Which lines in the material below contain the word "OpenOnDrop"? Copy each of them.

______________________________

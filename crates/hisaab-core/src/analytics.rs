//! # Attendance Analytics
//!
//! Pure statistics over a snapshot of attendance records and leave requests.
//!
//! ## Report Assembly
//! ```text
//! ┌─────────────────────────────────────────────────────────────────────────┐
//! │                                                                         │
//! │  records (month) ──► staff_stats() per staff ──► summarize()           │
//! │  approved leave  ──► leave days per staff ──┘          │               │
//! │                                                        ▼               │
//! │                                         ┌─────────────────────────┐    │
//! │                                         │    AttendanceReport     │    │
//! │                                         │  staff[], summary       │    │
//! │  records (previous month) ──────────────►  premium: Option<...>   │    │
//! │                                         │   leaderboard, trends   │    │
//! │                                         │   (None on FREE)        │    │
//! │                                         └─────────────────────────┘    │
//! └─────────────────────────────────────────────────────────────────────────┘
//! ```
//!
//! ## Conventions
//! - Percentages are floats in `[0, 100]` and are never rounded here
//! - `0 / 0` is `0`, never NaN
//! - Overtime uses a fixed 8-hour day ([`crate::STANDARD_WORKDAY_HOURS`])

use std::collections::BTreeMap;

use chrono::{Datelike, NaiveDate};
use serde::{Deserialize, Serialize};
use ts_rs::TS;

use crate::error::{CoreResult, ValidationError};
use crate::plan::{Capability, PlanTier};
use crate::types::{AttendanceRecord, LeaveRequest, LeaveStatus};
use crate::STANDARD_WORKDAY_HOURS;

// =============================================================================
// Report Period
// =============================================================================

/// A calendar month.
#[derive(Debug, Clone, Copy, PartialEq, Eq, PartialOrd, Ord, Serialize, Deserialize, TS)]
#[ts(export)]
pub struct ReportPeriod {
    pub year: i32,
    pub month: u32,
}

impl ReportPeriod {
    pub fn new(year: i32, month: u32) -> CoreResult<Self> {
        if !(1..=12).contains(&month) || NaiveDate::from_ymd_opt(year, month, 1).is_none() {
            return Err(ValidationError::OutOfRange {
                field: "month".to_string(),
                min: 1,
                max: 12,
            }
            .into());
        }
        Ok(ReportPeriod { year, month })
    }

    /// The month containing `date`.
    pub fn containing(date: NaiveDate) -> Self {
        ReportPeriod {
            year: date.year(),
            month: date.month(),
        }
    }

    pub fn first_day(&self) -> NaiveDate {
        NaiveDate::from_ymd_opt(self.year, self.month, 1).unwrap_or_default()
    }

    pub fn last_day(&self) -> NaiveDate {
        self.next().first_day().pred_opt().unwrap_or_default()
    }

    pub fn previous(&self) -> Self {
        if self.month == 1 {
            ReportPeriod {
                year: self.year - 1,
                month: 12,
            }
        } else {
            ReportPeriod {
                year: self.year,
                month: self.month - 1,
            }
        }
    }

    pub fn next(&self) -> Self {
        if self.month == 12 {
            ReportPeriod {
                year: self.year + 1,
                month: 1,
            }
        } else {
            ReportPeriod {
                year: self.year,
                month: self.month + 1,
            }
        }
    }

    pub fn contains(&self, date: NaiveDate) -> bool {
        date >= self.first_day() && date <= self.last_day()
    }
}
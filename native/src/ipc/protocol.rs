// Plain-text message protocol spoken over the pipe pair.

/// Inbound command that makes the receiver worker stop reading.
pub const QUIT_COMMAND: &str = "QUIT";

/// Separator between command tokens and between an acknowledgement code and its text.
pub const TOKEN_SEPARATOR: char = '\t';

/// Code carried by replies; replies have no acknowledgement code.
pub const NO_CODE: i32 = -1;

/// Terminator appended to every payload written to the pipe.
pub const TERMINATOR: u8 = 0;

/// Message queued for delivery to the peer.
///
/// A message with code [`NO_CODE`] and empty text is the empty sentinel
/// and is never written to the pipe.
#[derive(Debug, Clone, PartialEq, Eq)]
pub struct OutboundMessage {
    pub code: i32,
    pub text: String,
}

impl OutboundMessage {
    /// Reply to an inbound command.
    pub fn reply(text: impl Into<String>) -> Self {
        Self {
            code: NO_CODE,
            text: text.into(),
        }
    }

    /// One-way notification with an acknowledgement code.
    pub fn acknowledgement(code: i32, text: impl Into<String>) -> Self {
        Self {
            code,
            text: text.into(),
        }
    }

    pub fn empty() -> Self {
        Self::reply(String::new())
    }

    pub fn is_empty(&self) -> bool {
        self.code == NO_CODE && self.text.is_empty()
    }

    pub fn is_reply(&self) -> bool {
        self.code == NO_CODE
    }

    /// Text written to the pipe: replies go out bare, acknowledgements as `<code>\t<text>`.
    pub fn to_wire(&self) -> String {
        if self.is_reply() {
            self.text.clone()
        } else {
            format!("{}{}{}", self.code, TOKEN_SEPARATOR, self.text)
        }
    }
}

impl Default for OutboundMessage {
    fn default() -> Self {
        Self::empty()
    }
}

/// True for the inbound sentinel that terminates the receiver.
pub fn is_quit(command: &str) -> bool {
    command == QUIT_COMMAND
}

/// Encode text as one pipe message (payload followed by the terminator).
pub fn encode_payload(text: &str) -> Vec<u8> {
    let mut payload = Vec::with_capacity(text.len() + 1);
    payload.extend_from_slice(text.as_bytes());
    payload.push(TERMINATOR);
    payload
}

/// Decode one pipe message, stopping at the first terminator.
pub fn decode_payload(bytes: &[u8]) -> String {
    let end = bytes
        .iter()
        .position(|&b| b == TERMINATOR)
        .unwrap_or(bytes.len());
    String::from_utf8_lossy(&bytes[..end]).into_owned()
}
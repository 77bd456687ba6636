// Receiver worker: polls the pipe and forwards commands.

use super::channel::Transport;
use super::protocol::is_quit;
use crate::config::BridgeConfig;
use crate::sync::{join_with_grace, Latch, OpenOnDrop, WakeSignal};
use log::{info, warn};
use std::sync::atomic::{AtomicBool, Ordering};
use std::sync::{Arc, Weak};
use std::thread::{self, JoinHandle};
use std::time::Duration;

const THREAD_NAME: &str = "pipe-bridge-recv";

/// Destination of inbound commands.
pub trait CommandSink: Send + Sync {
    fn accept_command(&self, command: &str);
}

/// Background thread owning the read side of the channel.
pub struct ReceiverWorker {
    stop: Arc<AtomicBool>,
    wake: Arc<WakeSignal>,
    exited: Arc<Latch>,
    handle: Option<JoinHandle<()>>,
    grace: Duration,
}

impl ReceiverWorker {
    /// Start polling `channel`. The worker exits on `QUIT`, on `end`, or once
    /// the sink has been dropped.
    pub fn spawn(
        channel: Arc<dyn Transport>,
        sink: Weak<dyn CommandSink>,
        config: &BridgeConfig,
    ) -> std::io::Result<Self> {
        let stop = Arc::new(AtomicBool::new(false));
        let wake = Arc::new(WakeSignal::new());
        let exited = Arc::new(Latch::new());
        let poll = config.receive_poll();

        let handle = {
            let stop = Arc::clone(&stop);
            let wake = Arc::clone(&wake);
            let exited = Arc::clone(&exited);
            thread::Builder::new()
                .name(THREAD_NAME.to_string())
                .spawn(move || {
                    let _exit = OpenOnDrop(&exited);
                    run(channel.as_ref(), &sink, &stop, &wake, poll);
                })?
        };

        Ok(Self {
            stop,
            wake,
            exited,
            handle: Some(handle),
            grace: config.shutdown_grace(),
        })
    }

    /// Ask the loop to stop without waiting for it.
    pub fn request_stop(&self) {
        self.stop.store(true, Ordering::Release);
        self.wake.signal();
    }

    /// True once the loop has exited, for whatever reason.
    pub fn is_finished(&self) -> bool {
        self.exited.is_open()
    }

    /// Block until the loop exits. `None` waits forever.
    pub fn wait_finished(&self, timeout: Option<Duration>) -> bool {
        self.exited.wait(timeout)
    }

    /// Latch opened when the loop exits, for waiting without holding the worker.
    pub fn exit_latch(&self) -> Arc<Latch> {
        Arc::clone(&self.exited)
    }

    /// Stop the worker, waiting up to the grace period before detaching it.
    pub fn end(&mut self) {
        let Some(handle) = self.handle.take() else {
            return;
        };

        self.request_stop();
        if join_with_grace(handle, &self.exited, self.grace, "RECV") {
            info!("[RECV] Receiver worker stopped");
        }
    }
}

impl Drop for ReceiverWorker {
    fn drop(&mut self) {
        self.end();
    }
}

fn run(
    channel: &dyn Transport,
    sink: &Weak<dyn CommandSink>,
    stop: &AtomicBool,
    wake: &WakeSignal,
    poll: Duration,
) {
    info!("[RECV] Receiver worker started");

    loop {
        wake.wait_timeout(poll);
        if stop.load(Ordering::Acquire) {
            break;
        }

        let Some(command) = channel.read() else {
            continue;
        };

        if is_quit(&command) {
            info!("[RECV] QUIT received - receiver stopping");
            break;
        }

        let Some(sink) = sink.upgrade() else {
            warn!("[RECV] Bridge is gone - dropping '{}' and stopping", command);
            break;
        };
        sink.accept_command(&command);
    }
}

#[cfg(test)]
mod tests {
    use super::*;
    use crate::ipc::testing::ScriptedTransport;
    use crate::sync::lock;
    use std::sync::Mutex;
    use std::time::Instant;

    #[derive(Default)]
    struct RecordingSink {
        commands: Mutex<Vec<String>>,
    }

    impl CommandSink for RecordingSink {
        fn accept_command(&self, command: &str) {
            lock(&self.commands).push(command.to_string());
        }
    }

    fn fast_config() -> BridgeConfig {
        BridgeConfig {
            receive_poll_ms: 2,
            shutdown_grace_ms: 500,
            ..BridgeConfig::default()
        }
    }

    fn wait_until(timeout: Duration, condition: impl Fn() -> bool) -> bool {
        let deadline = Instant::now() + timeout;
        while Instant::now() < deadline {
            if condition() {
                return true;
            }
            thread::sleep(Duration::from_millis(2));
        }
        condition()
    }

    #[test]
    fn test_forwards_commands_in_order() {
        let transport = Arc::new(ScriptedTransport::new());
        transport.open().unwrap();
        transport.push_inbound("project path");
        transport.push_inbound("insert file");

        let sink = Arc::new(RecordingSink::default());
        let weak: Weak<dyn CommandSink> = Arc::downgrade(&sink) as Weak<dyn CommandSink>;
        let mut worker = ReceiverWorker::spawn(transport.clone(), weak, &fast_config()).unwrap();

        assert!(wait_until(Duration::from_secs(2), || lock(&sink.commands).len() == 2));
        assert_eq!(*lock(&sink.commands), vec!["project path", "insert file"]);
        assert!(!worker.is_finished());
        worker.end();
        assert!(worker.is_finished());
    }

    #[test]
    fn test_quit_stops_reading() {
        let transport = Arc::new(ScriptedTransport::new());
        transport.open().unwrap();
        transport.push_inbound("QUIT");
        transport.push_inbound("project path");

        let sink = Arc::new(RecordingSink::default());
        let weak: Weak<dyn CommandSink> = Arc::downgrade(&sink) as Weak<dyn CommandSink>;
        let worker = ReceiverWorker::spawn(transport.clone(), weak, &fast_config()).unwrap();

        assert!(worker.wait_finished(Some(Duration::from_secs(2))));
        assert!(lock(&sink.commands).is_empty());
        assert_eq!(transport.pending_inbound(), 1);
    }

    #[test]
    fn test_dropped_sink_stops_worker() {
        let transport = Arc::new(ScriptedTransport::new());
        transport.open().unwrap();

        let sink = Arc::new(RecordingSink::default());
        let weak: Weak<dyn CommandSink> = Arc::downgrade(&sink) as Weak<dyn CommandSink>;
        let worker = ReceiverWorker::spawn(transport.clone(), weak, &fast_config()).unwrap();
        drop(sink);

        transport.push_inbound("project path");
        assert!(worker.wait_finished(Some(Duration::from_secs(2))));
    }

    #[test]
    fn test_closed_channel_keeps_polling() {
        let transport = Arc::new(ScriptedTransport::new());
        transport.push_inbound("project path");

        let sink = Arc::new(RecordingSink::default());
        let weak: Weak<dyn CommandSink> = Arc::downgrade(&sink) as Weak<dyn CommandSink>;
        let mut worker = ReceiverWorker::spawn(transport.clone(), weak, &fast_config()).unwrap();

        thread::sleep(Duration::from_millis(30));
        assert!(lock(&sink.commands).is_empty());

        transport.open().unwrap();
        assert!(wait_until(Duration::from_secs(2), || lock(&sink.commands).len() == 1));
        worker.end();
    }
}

______________________________

> _Answer for this exercise_
use crate::sync::{join_with_grace, Latch, OpenOnDrop, WakeSignal};
                    let _exit = OpenOnDrop(&exited);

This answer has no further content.